Let's look at an example. Let's say we have a directory with one file in it. When we run 'git init', Git will create a couple of things - a repository and a branch that points to nothing. When we run 'git add' on our file, it makes an index that now looks like our working directory. When we commit, Git creates a new commit object that points at a tree with that one file in it and points your branch to it.
Now all our trees are the same and 'git status' will show you no output. If we now edit the file again and we run 'git status' what will we see? That file will now be red, because the index and the working directory are different.
If we now run 'git add' on the file it will update our index. If we run 'git status' now what will we see? We will see that file in green, because our index and our HEAD are different. If we commit now Git will create a new commit pointing to that new tree and move our branch up. If we run 'git status' now, what will you see? You will see no output because all the trees are the same.
So this is how Git works. Now, let's take a look at the 'git reset' command. There are 2 different forms of the reset command, one with a file path limiter and another without. First we'll look at the form with a file path. If you simply give git reset
a path it acts as the opposite of the git add
command. That is, where git add
updates your index with the content in the working directory, git reset
will update the index entry for that file with the content from your last commit. This effectively 'unstages' it by setting the content of what that file would be in your next commit to be what it was in your last commit - unchanged. You can run git add file
and git reset file
to stage and unstage your file changes.
You can also use reset
to reset to an older version of the file. Let's say we have three commits. Since reset with a path updates the index, you can pull content into the index from an earlier commit than the last one by just putting some older commit SHA in the reset command. The two dashes mean "no more options, file paths are coming now". You can see the index revert - this means that if you commit now, you will commit a revert of that file without actually changing content in your working directory. It also means that if you run a status, you'll see the file both in red and green - you have changes in your index that haven't been committed but they also don't match your working directory.
The second and more interesting form of reset is to just give it a commit - this could be a SHA or a branch or anything that resolves to a commit. When you call reset like this, Git will do three things. The option you give it determines where in this process Git stops.

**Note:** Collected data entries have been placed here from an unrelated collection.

//! Deciding which bound parameters get encrypted.
use std::collections::BTreeMap;

use once_cell::sync::Lazy;
use proxyproto::value::Value;
use regex::Regex;
use tracing::trace;

use crate::cipher::FieldCipher;
use crate::errors::Result;

/// Position (1-based) an UPDATE passes through unencrypted.
///
/// Assumes the second parameter is the plain identifier the statement filters
/// on. Statements written any other way get that parameter stored or matched
/// in plaintext.
pub const UPDATE_PLAIN_POSITION: u32 = 2;

/// Coarse shape of a statement, derived from its leading keyword and a couple
/// of lexical checks.
#[derive(Debug, Clone, Copy, PartialEq, Eq)]
pub enum StatementShape {
    Insert,
    Update,
    Delete,
    /// SELECT with a WHERE clause containing `=`.
    SelectEquality,
    /// Any other SELECT.
    SelectScan,
    Other,
}

static WHERE_KEYWORD: Lazy<Regex> = Lazy::new(|| Regex::new(r"\bWHERE\b").unwrap());

impl StatementShape {
    pub fn classify(sql: &str) -> Self {
        let sql = sql.trim().to_uppercase();
        if sql.starts_with("INSERT") {
            StatementShape::Insert
        } else if sql.starts_with("UPDATE") {
            StatementShape::Update
        } else if sql.starts_with("DELETE") {
            StatementShape::Delete
        } else if sql.starts_with("SELECT") {
            match WHERE_KEYWORD.find(&sql) {
                Some(m) if sql[m.start()..].contains('=') => StatementShape::SelectEquality,
                _ => StatementShape::SelectScan,
            }
        } else {
            StatementShape::Other
        }
    }
}

/// How the statement is being executed.
#[derive(Debug, Clone, Copy, PartialEq, Eq)]
pub enum ExecMode {
    Query,
    Update,
}

/// The rule applied to a statement's parameters.
#[derive(Debug, Clone, Copy, PartialEq, Eq)]
pub enum ParamPolicy {
    /// Encrypt every non-null parameter up to the declared count.
    EncryptAll,
    /// Like `EncryptAll`, but the parameter at the given position is bound as
    /// is.
    EncryptAllExcept(u32),
    /// Encrypt every non-null parameter.
    ForceEncryptAll,
    /// Encrypt string parameters only.
    EncryptStrings,
    PassThrough,
}

impl ParamPolicy {
    /// Pick the policy for a statement.
    ///
    /// Data modifying statements are only rewritten when executed as updates.
    /// Equality lookups get their string parameters encrypted however they're
    /// executed.
    pub fn for_statement(shape: StatementShape, mode: ExecMode) -> Self {
        match (shape, mode) {
            (StatementShape::Insert, ExecMode::Update) => ParamPolicy::EncryptAll,
            (StatementShape::Update, ExecMode::Update) => {
                ParamPolicy::EncryptAllExcept(UPDATE_PLAIN_POSITION)
            }
            (StatementShape::Delete, ExecMode::Update) => ParamPolicy::ForceEncryptAll,
            (StatementShape::SelectEquality, _) => ParamPolicy::EncryptStrings,
            _ => ParamPolicy::PassThrough,
        }
    }

    pub fn for_sql(sql: &str, mode: ExecMode) -> Self {
        Self::for_statement(StatementShape::classify(sql), mode)
    }

    /// Apply the policy, returning the values to bind keyed by position.
    ///
    /// `declared` is the number of placeholders the prepared statement
    /// reports. Policies bounded by it drop parameters past that count.
    pub fn apply(
        &self,
        cipher: &FieldCipher,
        params: &BTreeMap<u32, Value>,
        declared: usize,
    ) -> Result<BTreeMap<u32, Value>> {
        let mut out = BTreeMap::new();
        for (&pos, value) in params {
            let bounded = matches!(
                self,
                ParamPolicy::EncryptAll | ParamPolicy::EncryptAllExcept(_)
            );
            if bounded && pos as usize > declared {
                trace!(pos, declared, "skipping parameter past declared count");
                continue;
            }

            let encrypt = match self {
                ParamPolicy::EncryptAll | ParamPolicy::ForceEncryptAll => !value.is_null(),
                ParamPolicy::EncryptAllExcept(skip) => !value.is_null() && pos != *skip,
                ParamPolicy::EncryptStrings => matches!(value, Value::String(_)),
                ParamPolicy::PassThrough => false,
            };

            let bound = if encrypt {
                trace!(pos, "encrypting parameter");
                cipher.encrypt_value(value)?
            } else {
                value.clone()
            };
            out.insert(pos, bound);
        }
        Ok(out)
    }
}

#[cfg(test)]
mod tests {
    use super::*;

    fn params(vals: impl IntoIterator<Item = Value>) -> BTreeMap<u32, Value> {
        vals.into_iter()
            .enumerate()
            .map(|(idx, v)| (idx as u32 + 1, v))
            .collect()
    }

    fn enc(cipher: &FieldCipher, s: &str) -> Value {
        Value::String(cipher.encrypt(s))
    }

    #[test]
    fn classify_shapes() {
        let cases = [
            ("insert into t values (?)", StatementShape::Insert),
            ("  Update t set a = ? where id = ?", StatementShape::Update),
            ("DELETE FROM t WHERE a = ?", StatementShape::Delete),
            ("select a from t where a = ?", StatementShape::SelectEquality),
            ("select a from t where a > ?", StatementShape::SelectScan),
            ("select a = 1 from t", StatementShape::SelectScan),
            ("select * from t", StatementShape::SelectScan),
            ("SELECT nowhere_flag = ? FROM t", StatementShape::SelectScan),
            ("select a from somewhere_t where_x = 1", StatementShape::SelectScan),
            ("select a from t\nwhere\ta = ?", StatementShape::SelectEquality),
            ("create table t (a text)", StatementShape::Other),
        ];
        for (sql, expected) in cases {
            assert_eq!(expected, StatementShape::classify(sql), "{sql}");
        }
    }

    #[test]
    fn insert_encrypts_up_to_declared() {
        let cipher = FieldCipher::default();
        let input = params([Value::from("a"), Value::Null, Value::Int(3), Value::from("x")]);
        let policy = ParamPolicy::for_sql("INSERT INTO t VALUES (?, ?, ?)", ExecMode::Update);
        assert_eq!(ParamPolicy::EncryptAll, policy);

        let out = policy.apply(&cipher, &input, 3).unwrap();
        let expected = params([enc(&cipher, "a"), Value::Null, enc(&cipher, "3")]);
        assert_eq!(expected, out);
    }

    #[test]
    fn update_passes_second_position_through() {
        let cipher = FieldCipher::default();
        let input = params([Value::from("a"), Value::from("b"), Value::from("c")]);
        let policy = ParamPolicy::for_sql("update t set x = ? where id = ? and y = ?", ExecMode::Update);

        let out = policy.apply(&cipher, &input, 3).unwrap();
        let expected = params([enc(&cipher, "a"), Value::from("b"), enc(&cipher, "c")]);
        assert_eq!(expected, out);
    }

    #[test]
    fn delete_force_encrypts_everything() {
        let cipher = FieldCipher::default();
        let already = cipher.encrypt("z");
        let input = params([Value::from(already.as_str()), Value::Int(7), Value::Null]);
        let policy = ParamPolicy::for_sql("delete from t where a = ? or b = ? or c = ?", ExecMode::Update);

        let out = policy.apply(&cipher, &input, 3).unwrap();
        let expected = params([enc(&cipher, &already), enc(&cipher, "7"), Value::Null]);
        assert_eq!(expected, out);
    }

    #[test]
    fn equality_select_encrypts_strings_only() {
        let cipher = FieldCipher::default();
        let input = params([Value::from("hello"), Value::Int(5)]);
        let policy = ParamPolicy::for_sql("SELECT col FROM t WHERE col = ? AND n = ?", ExecMode::Query);
        assert_eq!(ParamPolicy::EncryptStrings, policy);

        let out = policy.apply(&cipher, &input, 2).unwrap();
        let expected = params([enc(&cipher, "hello"), Value::Int(5)]);
        assert_eq!(expected, out);
    }

    #[test]
    fn scans_and_queries_pass_through() {
        let cipher = FieldCipher::default();
        let input = params([Value::from("hello")]);

        for (sql, mode) in [
            ("select * from t where a > ?", ExecMode::Query),
            ("insert into t values (?)", ExecMode::Query),
            ("pragma table_info(?)", ExecMode::Update),
        ] {
            let policy = ParamPolicy::for_sql(sql, mode);
            assert_eq!(ParamPolicy::PassThrough, policy, "{sql}");
            assert_eq!(input, policy.apply(&cipher, &input, 1).unwrap());
        }
    }
}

The first thing Git will do is to move the branch that you're currently on to the target commit. This is important: it moves your branch. If you specify --soft
, it will stop here - it will only move your branch, it will not touch anything else.
The second thing it will do is copy the tree that HEAD is now pointing at to your index, essentially resetting your staging area. This is the default, but you can be specific by specifying --mixed
.
Finally, if you provide the --hard
option, reset will continue to then copy your index into your working directory. Note that this is the only way to make reset unsafe. If you do not specify --hard
, reset will under no circumstances modify any file in your working directory. This is the only way you can lose work. This is the main reason that people are afraid of reset and ignore the other options because they don't know what else might be dangerous, but nothing else is.
So, let's look at each option.
First we have --soft
, which simply stops at the first step of any reset
run, right after it moves the branch HEAD points at to another commit. So, if we have three commits and we run "git reset --soft HEAD tilde" that essentially un-does our last git commit
. The tilde means "the parent of my last commit". It moves our branch back to where it was before we committed, but you can see it leaves our index and working directory how they are right now. This is exactly what your three trees should have looked like right before you ran your last git commit
command. So, if you accidentally run git commit
and realize that you didn't mean to, this is how you undo it.
Next we'll look at --mixed
, which can be left off because it's the default. It does exactly the same thing, but it resets your staging area after it moves the branch. Again, it doesn't touch anything in your working directory - it simply un-does your last git commit
command AND all the git add
commands you had done. If you run git status
you'll see this file in red.
Finally, let's look at --hard
. It does both of the last two things, but then further copies the index into your working directory - completely removing any changes there. Now you've undone your last commit, all the git adds AND all the actual file modifications.
So, why the fuck would I ever want to do this? Well, there are a couple of reasons.
First, unstaging changes. git reset
without specifying a commit will reset your index. If you give it a file path it will only reset that entry in your index. If you have staged a bunch of stuff and you want to reset your staging area, use git reset
.
You can also undo your last commit, as I mentioned. "git reset HEAD tilde" will move your branch back and reset your index, undoing all of your last commit work.
If you want to undo your last commit but keep your staging work, you can do that with "dash dash soft" - it will move your branch back but not touch your index.
Next, we can use reset to squash commits. If we soft reset our branch back to an older point and then commit again, it will rewrite our history to look like we just had one commit. So, first we reset soft back to the first commit we want to keep, then we commit again. You can see that we have abandoned these two commits and now our history looks like we are smarter than we really are. I use this all of the time now - being comfortable with this command makes you much less scared of doing commits constantly because you can always go back and squash them up easily. Instead of waiting until your code works perfectly to commit, commit all the time with 'work in progress' messages and then before you push, squash them all up.
So, that is reset
. You are now all reset experts - here is your certificate of achievement.
There are three trees that Git is concerned with. The HEAD is the last commit and the parent of your next commit. The index is your proposed next commit. The working directory is your sandbox. If you learn these roles and how to manipulate them effectively with tools like reset, you will feel much more comfortable using Git.
Thank you!